Why I had an abortion when I was 16 and in high school and dating my boyfriend back then. I knew something wasn’t right with me or my body but didn’t understand it. I was TERRIFIED. This was back in 1981. I was So Scared to talk to my mama because I really felt a hole in my stomach. I was walking around outside and went into the house and she was sitting there. My Mom Never sat down. I was crying Very Hard because I was supposed to be the good girl.
My mom asked me POINT blank if I was PREGNANT? I said I don’t know, I haven’t started my Period. She IMMEDIATELY called an Abortion Clinic. I had Never even Heard of one. I was SICK. I really didn’t know if this is what I wanted or not. I had no time to think about it. We called my boyfriend and he came down. He was at a loss too. My Mom Said this is what I was doing and that was it.

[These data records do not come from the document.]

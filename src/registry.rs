//! Ordered table of manifest formats and path dispatch
//!
//! The order of [`ConfigFormat::ALL`] is the tie-break: the first format whose
//! glob matches a path wins that path.

use serde::Serialize;

use crate::config::Config;
use crate::file_types::ConfigFormat;

/// The path(s) one format should parse in a repository snapshot
#[derive(Debug, Clone, PartialEq, Eq, Serialize)]
pub struct Selection {
    pub format: ConfigFormat,
    pub paths: Vec<String>,
}

/// Dispatches repository paths to manifest formats
#[derive(Debug, Clone)]
pub struct Registry {
    formats: Vec<ConfigFormat>,
}

impl Default for Registry {
    fn default() -> Self {
        Self::new()
    }
}

impl Registry {
    /// Registry with every supported format
    pub fn new() -> Self {
        Self {
            formats: ConfigFormat::ALL.to_vec(),
        }
    }

    /// Registry without the formats disabled in `config`
    pub fn with_config(config: &Config) -> Self {
        Self {
            formats: ConfigFormat::ALL
                .into_iter()
                .filter(|format| config.formats.is_enabled(*format))
                .collect(),
        }
    }

    pub fn formats(&self) -> &[ConfigFormat] {
        &self.formats
    }

    /// The first format, in priority order, whose glob matches `path`.
    pub fn format_for_path(&self, path: &str) -> Option<ConfigFormat> {
        self.formats.iter().copied().find(|format| format.matches(path))
    }

    /// For each format in priority order, the path(s) it should parse.
    ///
    /// Multi-file formats get every matching path. Other formats get the one
    /// closest to the repository root; among equally deep paths the earliest
    /// in `paths` wins. Formats with no matching path are left out.
    pub fn select_paths<S: AsRef<str>>(&self, paths: &[S]) -> Vec<Selection> {
        self.formats
            .iter()
            .filter_map(|&format| {
                let mut matching = paths
                    .iter()
                    .map(AsRef::as_ref)
                    .filter(|path| format.matches(path));

                let paths: Vec<String> = if format.supports_multiple_files() {
                    matching.map(str::to_string).collect()
                } else {
                    let first = matching.next()?;
                    let shallowest = matching.fold(first, |best, path| {
                        if depth(path) < depth(best) { path } else { best }
                    });
                    vec![shallowest.to_string()]
                };

                (!paths.is_empty()).then_some(Selection { format, paths })
            })
            .collect()
    }
}

fn depth(path: &str) -> usize {
    path.trim_start_matches("./").matches('/').count()
}
use std::sync::LazyLock;

use maud::html;
use pulldown_cmark::{html as cmark_html, CodeBlockKind, Event, Options, Parser, Tag, TagEnd};
use syntect::{
    html::{ClassStyle, ClassedHTMLGenerator},
    parsing::{SyntaxReference, SyntaxSet},
    util::LinesWithEndings,
};

static SYNTAX_SET: LazyLock<SyntaxSet> = LazyLock::new(SyntaxSet::load_defaults_newlines);

fn options() -> Options {
    let mut options = Options::empty();
    options.insert(Options::ENABLE_TABLES);
    options.insert(Options::ENABLE_FOOTNOTES);
    options.insert(Options::ENABLE_STRIKETHROUGH);
    options.insert(Options::ENABLE_DEFINITION_LIST);
    options.insert(Options::ENABLE_HEADING_ATTRIBUTES);
    options
}

/// A code block collected from the event stream.
struct CodeBlock {
    lang: Option<String>,
    code: String,
}

impl CodeBlock {
    fn new(kind: &CodeBlockKind) -> Self {
        let lang = match kind {
            CodeBlockKind::Fenced(info) => info.split_whitespace().next().map(str::to_string),
            CodeBlockKind::Indented => None,
        };
        Self {
            lang,
            code: String::new(),
        }
    }

    fn render(&self) -> anyhow::Result<String> {
        let mut res = String::from("<div class=\"codehilite\"><pre><code");
        if let Some(lang) = &self.lang {
            res.push_str(" class=\"language-");
            res.push_str(&html! { (lang) }.into_string());
            res.push('"');
        }
        res.push('>');

        let syntax = self
            .lang
            .as_deref()
            .and_then(|lang| SYNTAX_SET.find_syntax_by_token(lang));
        match syntax {
            Some(syntax) => res.push_str(&highlight(&self.code, syntax)?),
            // render without syntax highlighting
            None => res.push_str(&html! { (self.code) }.into_string()),
        }

        res.push_str("</code></pre></div>\n");
        Ok(res)
    }
}

fn highlight(code: &str, syntax: &SyntaxReference) -> anyhow::Result<String> {
    let mut generator =
        ClassedHTMLGenerator::new_with_class_style(syntax, &SYNTAX_SET, ClassStyle::Spaced);
    for line in LinesWithEndings::from(code) {
        generator.parse_html_for_line_which_includes_newline(line)?;
    }
    Ok(generator.finalize())
}

/// Renders a post body to HTML.
///
/// Code blocks are wrapped in `div.codehilite`. When the fence names a
/// language syntect knows, the code is split into classed token spans for
/// the site stylesheet; otherwise it is emitted as escaped plain text.
pub(crate) fn render_markdown(body: &str) -> anyhow::Result<String> {
    let mut events = vec![];
    let mut block: Option<CodeBlock> = None;

    for event in Parser::new_ext(body, options()) {
        match event {
            Event::Start(Tag::CodeBlock(kind)) => block = Some(CodeBlock::new(&kind)),
            Event::End(TagEnd::CodeBlock) => {
                if let Some(block) = block.take() {
                    events.push(Event::Html(block.render()?.into()));
                }
            }
            Event::Text(text) => match block.as_mut() {
                Some(block) => block.code.push_str(&text),
                None => events.push(Event::Text(text)),
            },
            _ => events.push(event),
        }
    }

    let mut body_html = String::new();
    cmark_html::push_html(&mut body_html, events.into_iter());
    Ok(body_html)
}
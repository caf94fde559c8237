//! Front matter of a post: the `---` delimited block of `key: value` lines at
//! the top of a markdown file.

use std::{collections::BTreeMap, sync::LazyLock};

use regex::{Regex, RegexBuilder};

// pandoc-style metadata block followed by the body
static HEADER_PATTERN: LazyLock<Regex> = LazyLock::new(|| {
    RegexBuilder::new(r"\A---\s*\n(.*?)\n---\s*\n(.*)")
        .dot_matches_new_line(true)
        .build()
        .expect("front matter pattern must compile")
});

const TAGS_KEY: &str = "tags";

#[derive(Debug, Clone, PartialEq, Eq)]
pub(crate) enum MetaValue {
    Text(String),
    List(Vec<String>),
}

#[derive(Debug, Clone, Default, PartialEq, Eq)]
pub(crate) struct Metadata {
    entries: BTreeMap<String, MetaValue>,
}

impl Metadata {
    pub fn is_empty(&self) -> bool {
        self.entries.is_empty()
    }

    /// Plain string value of `key`. `None` when absent or list-valued.
    pub fn get(&self, key: &str) -> Option<&str> {
        match self.entries.get(key) {
            Some(MetaValue::Text(s)) => Some(s),
            _ => None,
        }
    }

    /// The `tags` list, empty when the post declares none.
    pub fn tags(&self) -> &[String] {
        match self.entries.get(TAGS_KEY) {
            Some(MetaValue::List(tags)) => tags,
            _ => &[],
        }
    }

    fn insert_line(&mut self, line: &str) {
        let Some((key, value)) = line.split_once(':') else {
            return;
        };
        let key = key.trim();
        let value = value.trim();

        let value = if key == TAGS_KEY {
            MetaValue::List(parse_tag_list(value))
        } else {
            MetaValue::Text(value.to_string())
        };
        self.entries.insert(key.to_string(), value);
    }
}

/// Splits `content` into its front matter and the markdown body after it.
///
/// Content without a well-formed block is returned untouched as the body,
/// along with empty metadata.
pub(crate) fn parse_front_matter(content: &str) -> (Metadata, &str) {
    let Some(caps) = HEADER_PATTERN.captures(content) else {
        return (Metadata::default(), content);
    };

    let mut metadata = Metadata::default();
    for line in caps[1].split('\n') {
        metadata.insert_line(line);
    }

    let body = caps.get(2).map_or("", |m| m.as_str());
    (metadata, body)
}

/// `[a, "b", 'c']` -> `["a", "b", "c"]`
fn parse_tag_list(value: &str) -> Vec<String> {
    let inner = value.strip_prefix('[').unwrap_or(value);
    let inner = inner.strip_suffix(']').unwrap_or(inner);

    inner
        .split(',')
        .map(|token| strip_quotes(token.trim()).trim().to_string())
        .collect()
}

fn strip_quotes(s: &str) -> &str {
    const PAIRS: [(char, char); 4] = [('"', '"'), ('\'', '\''), ('“', '”'), ('‘', '’')];

    for (open, close) in PAIRS {
        if let Some(inner) = s.strip_prefix(open).and_then(|s| s.strip_suffix(close)) {
            return inner;
        }
    }
    s
}

#[cfg(test)]
mod tests {
    use super::*;

    #[test]
    fn parses_header_and_body() {
        let input = "---\ndate: 2025-03-07\ntitle: Rebuilding the lab\n---\n# Hello\n\nWorld\n";
        let (meta, body) = parse_front_matter(input);

        assert_eq!(meta.get("date"), Some("2025-03-07"));
        assert_eq!(meta.get("title"), Some("Rebuilding the lab"));
        assert_eq!(body, "# Hello\n\nWorld\n");
    }

    #[test]
    fn body_is_left_untouched() {
        let body = "Some *markdown*\n\n---\n\nwith a rule: and colons\n\n\n";
        let input = format!("---\ntitle: x\n---\n{body}");
        let (_, parsed) = parse_front_matter(&input);

        assert_eq!(parsed, body);
    }

    #[test]
    fn missing_block_yields_empty_metadata() {
        let input = "# Just a post\n\ntitle: not metadata\n";
        let (meta, body) = parse_front_matter(input);

        assert!(meta.is_empty());
        assert_eq!(body, input);
    }

    #[test]
    fn unclosed_block_is_treated_as_body() {
        let input = "---\ntitle: Dangling\ndate: 2025-01-01\n# body\n";
        let (meta, body) = parse_front_matter(input);

        assert!(meta.is_empty());
        assert_eq!(body, input);
    }

    #[test]
    fn splits_on_first_colon_only() {
        let (meta, _) = parse_front_matter("---\ntitle:  Re: ssh tunnels  \n---\n");

        assert_eq!(meta.get("title"), Some("Re: ssh tunnels"));
    }

    #[test]
    fn lines_without_colon_are_ignored() {
        let (meta, _) = parse_front_matter("---\njust some words\ntitle: ok\n---\nbody");

        assert_eq!(meta.get("title"), Some("ok"));
        assert_eq!(meta.get("just some words"), None);
    }

    #[test]
    fn tags_are_unbracketed_and_unquoted() {
        let (meta, _) = parse_front_matter("---\ntags: [a, \"b\", 'c ']\n---\n");

        assert_eq!(meta.tags(), ["a", "b", "c"]);
    }

    #[test]
    fn curly_quotes_are_stripped() {
        let (meta, _) = parse_front_matter("---\ntags: [“homelab”, ‘security’]\n---\n");

        assert_eq!(meta.tags(), ["homelab", "security"]);
    }

    #[test]
    fn tags_without_brackets() {
        let (meta, _) = parse_front_matter("---\ntags: networking, vpn\n---\n");

        assert_eq!(meta.tags(), ["networking", "vpn"]);
    }

    #[test]
    fn empty_tag_list_keeps_one_empty_tag() {
        let (meta, _) = parse_front_matter("---\ntitle: t\ntags: []\n---\n");

        assert_eq!(meta.tags(), [""]);
    }

    #[test]
    fn empty_tokens_are_kept() {
        let (meta, _) = parse_front_matter("---\ntags: [a,,b]\n---\n");

        assert_eq!(meta.tags(), ["a", "", "b"]);
    }

    #[test]
    fn absent_tags_default_to_empty() {
        let (meta, _) = parse_front_matter("---\ntitle: t\n---\n");

        assert!(meta.tags().is_empty());
        assert_eq!(meta.get("tags"), None);
    }

    #[test]
    fn later_duplicate_key_wins() {
        let (meta, _) = parse_front_matter("---\ntitle: first\ntitle: second\n---\n");

        assert_eq!(meta.get("title"), Some("second"));
    }
}
use super::data::Post;

const PAGE_TEMPLATE: &str = include_str!("../../template/blog.html");
const POSTS_MARKER: &str = "<!-- posts -->";

/// Places the post fragments, in the given order, into the page shell.
pub(super) fn render_page(posts: &[Post]) -> String {
    let posts_html = posts
        .iter()
        .map(|post| post.fragment.as_str())
        .collect::<Vec<_>>()
        .join("\n");

    PAGE_TEMPLATE.replacen(POSTS_MARKER, &posts_html, 1)
}

#[cfg(test)]
mod tests {
    use chrono::NaiveDate;

    use super::*;
    use crate::generator::data::ArticleMetadata;

    fn post(file_name: &str, fragment: &str) -> Post {
        Post {
            meta: ArticleMetadata {
                id: "2025-01-01".to_string(),
                date: NaiveDate::from_ymd_opt(2025, 1, 1).unwrap(),
                title: "T".to_string(),
                tags: vec![],
            },
            fragment: fragment.to_string(),
            file_name: file_name.to_string(),
        }
    }

    #[test]
    fn template_has_exactly_one_marker() {
        assert_eq!(PAGE_TEMPLATE.matches(POSTS_MARKER).count(), 1);
    }

    #[test]
    fn fragments_are_joined_in_order() {
        let page = render_page(&[post("b.md", "<p>second</p>"), post("a.md", "<p>first</p>")]);

        assert!(page.starts_with("<!doctype html>"));
        assert!(page.contains(
            "<section class=\"blog-posts\">\n<p>second</p>\n<p>first</p>\n      </section>"
        ));
        assert!(!page.contains(POSTS_MARKER));
    }

    #[test]
    fn empty_page_keeps_the_shell() {
        let page = render_page(&[]);

        assert!(page.contains("<section class=\"blog-posts\">\n\n      </section>"));
        assert!(page.contains("<script src=\"js/dystopia.js\"></script>"));
        assert!(page.contains("<link rel=\"stylesheet\" href=\"css/dystopia.css\" />"));
    }
}
use chrono::NaiveDate;

// Bare opening tags as emitted by pulldown-cmark, and their styled versions.
const STYLED_TAGS: [(&str, &str); 4] = [
    ("<h3>", r#"<h3 class="subsection-title">"#),
    (
        "<ol>",
        r#"<ol style="margin: 1rem 0; margin-left: 2rem; line-height: 1.8;">"#,
    ),
    ("<ul>", r#"<ul style="margin: 1rem 0; list-style: none;">"#),
    ("<li>", r#"<li style="padding: 0.5rem 0;">"#),
];

pub(super) const CONTENT_INDENT: &str = "            ";

/// Adds the site's presentation attributes to headings and lists.
pub(super) fn style_html(html: &str) -> String {
    STYLED_TAGS
        .iter()
        .fold(html.to_string(), |acc, (bare, styled)| acc.replace(bare, styled))
}

/// `2025-03-07` -> `07 MARCH 2025`
pub(super) fn format_date(date: NaiveDate) -> String {
    date.format("%d %B %Y").to_string().to_uppercase()
}

/// Upper-cases the first letter of every alphabetic run and lower-cases the
/// rest, so `k8s-cluster` becomes `K8S-Cluster`.
pub(super) fn title_case(s: &str) -> String {
    let mut res = String::with_capacity(s.len());
    let mut in_word = false;
    for c in s.chars() {
        if c.is_alphabetic() {
            if in_word {
                res.extend(c.to_lowercase());
            } else {
                res.extend(c.to_uppercase());
            }
            in_word = true;
        } else {
            res.push(c);
            in_word = false;
        }
    }
    res
}

/// Prefixes every line with `indent`, except lines inside a `<pre>` block
/// whose whitespace is significant.
pub(super) fn indent_html(html: &str, indent: &str) -> String {
    let mut in_pre = false;
    html.split('\n')
        .map(|line| {
            let out = if in_pre || line.is_empty() {
                line.to_string()
            } else {
                format!("{indent}{line}")
            };
            match (line.rfind("<pre"), line.rfind("</pre>")) {
                (Some(open), Some(close)) => in_pre = open > close,
                (Some(_), None) => in_pre = true,
                (None, Some(_)) => in_pre = false,
                (None, None) => {}
            }
            out
        })
        .collect::<Vec<_>>()
        .join("\n")
}
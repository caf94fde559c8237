use std::path::PathBuf;

use anyhow::bail;
use clap::{command, value_parser, Arg};
use context::Context;

mod context;
mod generator;
mod metadata;
mod renderer;

fn main() -> anyhow::Result<()> {
    env_logger::init();

    let matches = command!()
        .about("Builds a single blog page from markdown posts")
        .after_help("Run without arguments to read `posts/` and write `blog.html`.")
        .args(&[
            Arg::new("post_dir")
                .help("Directory of markdown posts (optional, defaults to `posts`)")
                .value_parser(value_parser!(PathBuf))
                .default_value("posts"),
            Arg::new("out_file")
                .help("Path of the generated page (optional, defaults to `blog.html`). An existing file is replaced.")
                .value_parser(value_parser!(PathBuf))
                .default_value("blog.html"),
        ])
        .get_matches();

    let post_dir: &PathBuf = matches
        .get_one("post_dir")
        .expect("post_dir has a default value");
    if !post_dir.is_dir() {
        bail!("post_dir must be a directory.");
    }
    let out_file: &PathBuf = matches
        .get_one("out_file")
        .expect("out_file has a default value");
    if out_file.is_dir() {
        bail!("out_file must not be a directory.");
    }

    let ctx = Context::new(post_dir.to_owned(), out_file.to_owned());

    println!("🔨 Building blog from markdown posts...");
    let posts = generator::load_posts(&ctx)?;
    println!("✓ Loaded {} posts", posts.len());

    generator::generate(&ctx, &posts)?;
    println!(
        "✓ Generated {} with {} posts",
        ctx.out_file.display(),
        posts.len()
    );

    println!("\nPosts included:");
    for post in &posts {
        println!("  - {}: {}", post.meta.id, post.meta.title);
    }
    println!("\n✅ Build complete!");

    Ok(())
}
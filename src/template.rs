//! `{{placeholder}}` resolution against a flat variable table
//!
//! Placeholders are identifiers made of ASCII letters, `_` and `-`. A
//! placeholder with no matching variable resolves to the empty string.
//! Nested values are resolved leaf by leaf and always returned as a new tree.

use std::collections::BTreeMap;
use std::sync::LazyLock;

use regex::{Captures, Regex};
use serde_json::Value;

static PLACEHOLDER: LazyLock<Regex> = LazyLock::new(|| {
    Regex::new(r"\{\{([a-zA-Z_\-]*)\}\}").expect("Invalid placeholder pattern")
});

/// Name to scalar mapping used to resolve placeholders.
///
/// Built once when a client is constructed; later sources override earlier
/// ones. The client only ever reads it afterwards.
#[derive(Debug, Clone, Default, PartialEq)]
pub struct Variables {
    values: BTreeMap<String, Value>,
}

impl Variables {
    /// Create an empty table.
    pub fn new() -> Self {
        Self::default()
    }

    /// Add or override one variable.
    pub fn with(mut self, name: impl Into<String>, value: impl Into<Value>) -> Self {
        self.insert(name, value);
        self
    }

    /// Add or override one variable in place.
    pub fn insert(&mut self, name: impl Into<String>, value: impl Into<Value>) {
        self.values.insert(name.into(), value.into());
    }

    /// Merge every top-level entry of a JSON object. Non-objects are ignored.
    pub fn merge_object(&mut self, source: &Value) {
        if let Value::Object(map) = source {
            for (key, value) in map {
                self.values.insert(key.clone(), value.clone());
            }
        }
    }

    /// Merge another table, its entries taking precedence.
    pub fn merge(&mut self, other: &Variables) {
        for (key, value) in &other.values {
            self.values.insert(key.clone(), value.clone());
        }
    }

    pub fn get(&self, name: &str) -> Option<&Value> {
        self.values.get(name)
    }

    /// Text form of a variable, empty when unknown.
    pub fn text(&self, name: &str) -> String {
        self.values.get(name).map(value_to_text).unwrap_or_default()
    }

    pub fn len(&self) -> usize {
        self.values.len()
    }

    pub fn is_empty(&self) -> bool {
        self.values.is_empty()
    }

    pub fn iter(&self) -> impl Iterator<Item = (&String, &Value)> {
        self.values.iter()
    }
}

impl<K: Into<String>, V: Into<Value>> FromIterator<(K, V)> for Variables {
    fn from_iter<I: IntoIterator<Item = (K, V)>>(iter: I) -> Self {
        let mut vars = Variables::new();
        for (key, value) in iter {
            vars.insert(key, value);
        }
        vars
    }
}

/// Coerce a JSON value to the text substituted into templates.
///
/// Strings are used verbatim, `null` becomes empty and containers are
/// rendered as compact JSON.
pub fn value_to_text(value: &Value) -> String {
    match value {
        Value::String(s) => s.clone(),
        Value::Null => String::new(),
        Value::Bool(b) => b.to_string(),
        Value::Number(n) => n.to_string(),
        other => other.to_string(),
    }
}

/// Replace every `{{name}}` in `template` with its variable value.
pub fn format_template(template: &str, vars: &Variables) -> String {
    PLACEHOLDER
        .replace_all(template, |caps: &Captures| vars.text(&caps[1]))
        .into_owned()
}

/// Resolve every string leaf of a nested value.
pub fn template_value(value: &Value, vars: &Variables) -> Value {
    match value {
        Value::String(s) => Value::String(format_template(s, vars)),
        Value::Array(items) => Value::Array(items.iter().map(|v| template_value(v, vars)).collect()),
        Value::Object(map) => Value::Object(
            map.iter()
                .map(|(k, v)| (k.clone(), template_value(v, vars)))
                .collect(),
        ),
        other => other.clone(),
    }
}

/// Resolve every value of a flat string-keyed map.
pub fn template_map(map: &BTreeMap<String, Value>, vars: &Variables) -> BTreeMap<String, Value> {
    map.iter()
        .map(|(k, v)| (k.clone(), template_value(v, vars)))
        .collect()
}

#[cfg(test)]
mod tests {
    use super::*;
    use serde_json::json;

    fn vars() -> Variables {
        Variables::new()
            .with("a", "x")
            .with("b", "y")
            .with("page_size", 50)
            .with("api-key", "k-123")
    }

    #[test]
    fn test_format_concatenated_placeholders() {
        assert_eq!(format_template("{{a}}{{b}}", &vars()), "xy");
    }

    #[test]
    fn test_format_unknown_placeholder_is_empty() {
        assert_eq!(format_template("before-{{missing}}-after", &vars()), "before--after");
    }

    #[test]
    fn test_format_without_placeholders_is_identity() {
        let text = "https://api.example.com/items?q=1";
        let once = format_template(text, &vars());
        assert_eq!(once, text);
        assert_eq!(format_template(&once, &vars()), text);
    }

    #[test]
    fn test_format_numbers_and_dashes() {
        assert_eq!(
            format_template("limit={{page_size}}&key={{api-key}}", &vars()),
            "limit=50&key=k-123"
        );
    }

    #[test]
    fn test_format_ignores_non_identifier_braces() {
        assert_eq!(format_template("{{a b}} {{1}}", &vars()), "{{a b}} {{1}}");
    }

    #[test]
    fn test_value_to_text() {
        assert_eq!(value_to_text(&json!("s")), "s");
        assert_eq!(value_to_text(&json!(3)), "3");
        assert_eq!(value_to_text(&json!(true)), "true");
        assert_eq!(value_to_text(&Value::Null), "");
        assert_eq!(value_to_text(&json!([1, 2])), "[1,2]");
    }

    #[test]
    fn test_template_value_processes_every_key() {
        let input = json!({
            "first": {"inner": "{{a}}"},
            "second": "{{b}}",
            "third": {"deep": {"deeper": "{{a}}-{{b}}"}},
            "count": 3
        });

        let output = template_value(&input, &vars());

        assert_eq!(
            output,
            json!({
                "first": {"inner": "x"},
                "second": "y",
                "third": {"deep": {"deeper": "x-y"}},
                "count": 3
            })
        );
    }

    #[test]
    fn test_template_value_does_not_mutate_input() {
        let input = json!({"k": ["{{a}}", 1, null]});
        let snapshot = input.clone();

        let output = template_value(&input, &vars());

        assert_eq!(input, snapshot);
        assert_eq!(output, json!({"k": ["x", 1, null]}));
    }

    #[test]
    fn test_template_map() {
        let mut map = BTreeMap::new();
        map.insert("skip".to_string(), json!(10));
        map.insert("q".to_string(), json!("{{a}}"));

        let out = template_map(&map, &vars());
        assert_eq!(out["skip"], json!(10));
        assert_eq!(out["q"], json!("x"));
    }

    #[test]
    fn test_variables_later_sources_override() {
        let mut table = Variables::new().with("token", "old");
        table.merge_object(&json!({"token": "new", "user": "bob"}));
        table.merge(&Variables::new().with("user", "alice"));

        assert_eq!(table.text("token"), "new");
        assert_eq!(table.text("user"), "alice");
        assert_eq!(table.len(), 2);
    }

    #[test]
    fn test_variables_from_iter() {
        let table: Variables = vec![("page", "1"), ("sort", "asc")].into_iter().collect();
        assert_eq!(table.text("page"), "1");
        assert_eq!(table.get("sort"), Some(&json!("asc")));
        assert!(!table.is_empty());
    }
}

The day of the procedure Me, my boyfriend and Mom went to this clinic. It was scary. All I remember is going in and then coming out HURTING VERY BAD. I was nauseous and Felt So Dirty and Drained Emotionally. Me and My boyfriend Cried and Cried...weeks and weeks. Anything would set our emotions off. Eventually we Grew Apart after he graduated. We dated off and on for another 3-4 years after I graduated from high school. He would come by at night sometime, we had talked of marriage since 1981. This was 1985. I loved him so much. I would do anything for his return Love.
Then Pregnancy #2 came along. I was so Hopeful that he might want to settle down this time and be a family. He had changed a lot, still a Great Christian guy, but Loved dating others too. When I told him I was pregnant again, he just said he would pay for it. I was so Emotionally drained.
The day of the abortion he left me at the clinic with my best friend and he went to see a girl while I had the Procedure. It was an Awful Experience. Not only was it Unwelcoming at the clinic and cold, the doctor was cold.
It left a Scar on me for my ENTIRE LIFE. I Hurts So Bad to think of what I could have had. I never had any children of my own. The Scar from these Abortions have shackled me since 1981... I am Silent No More.....Let The Love for The Unborn live on Through you for YOU or Adoption.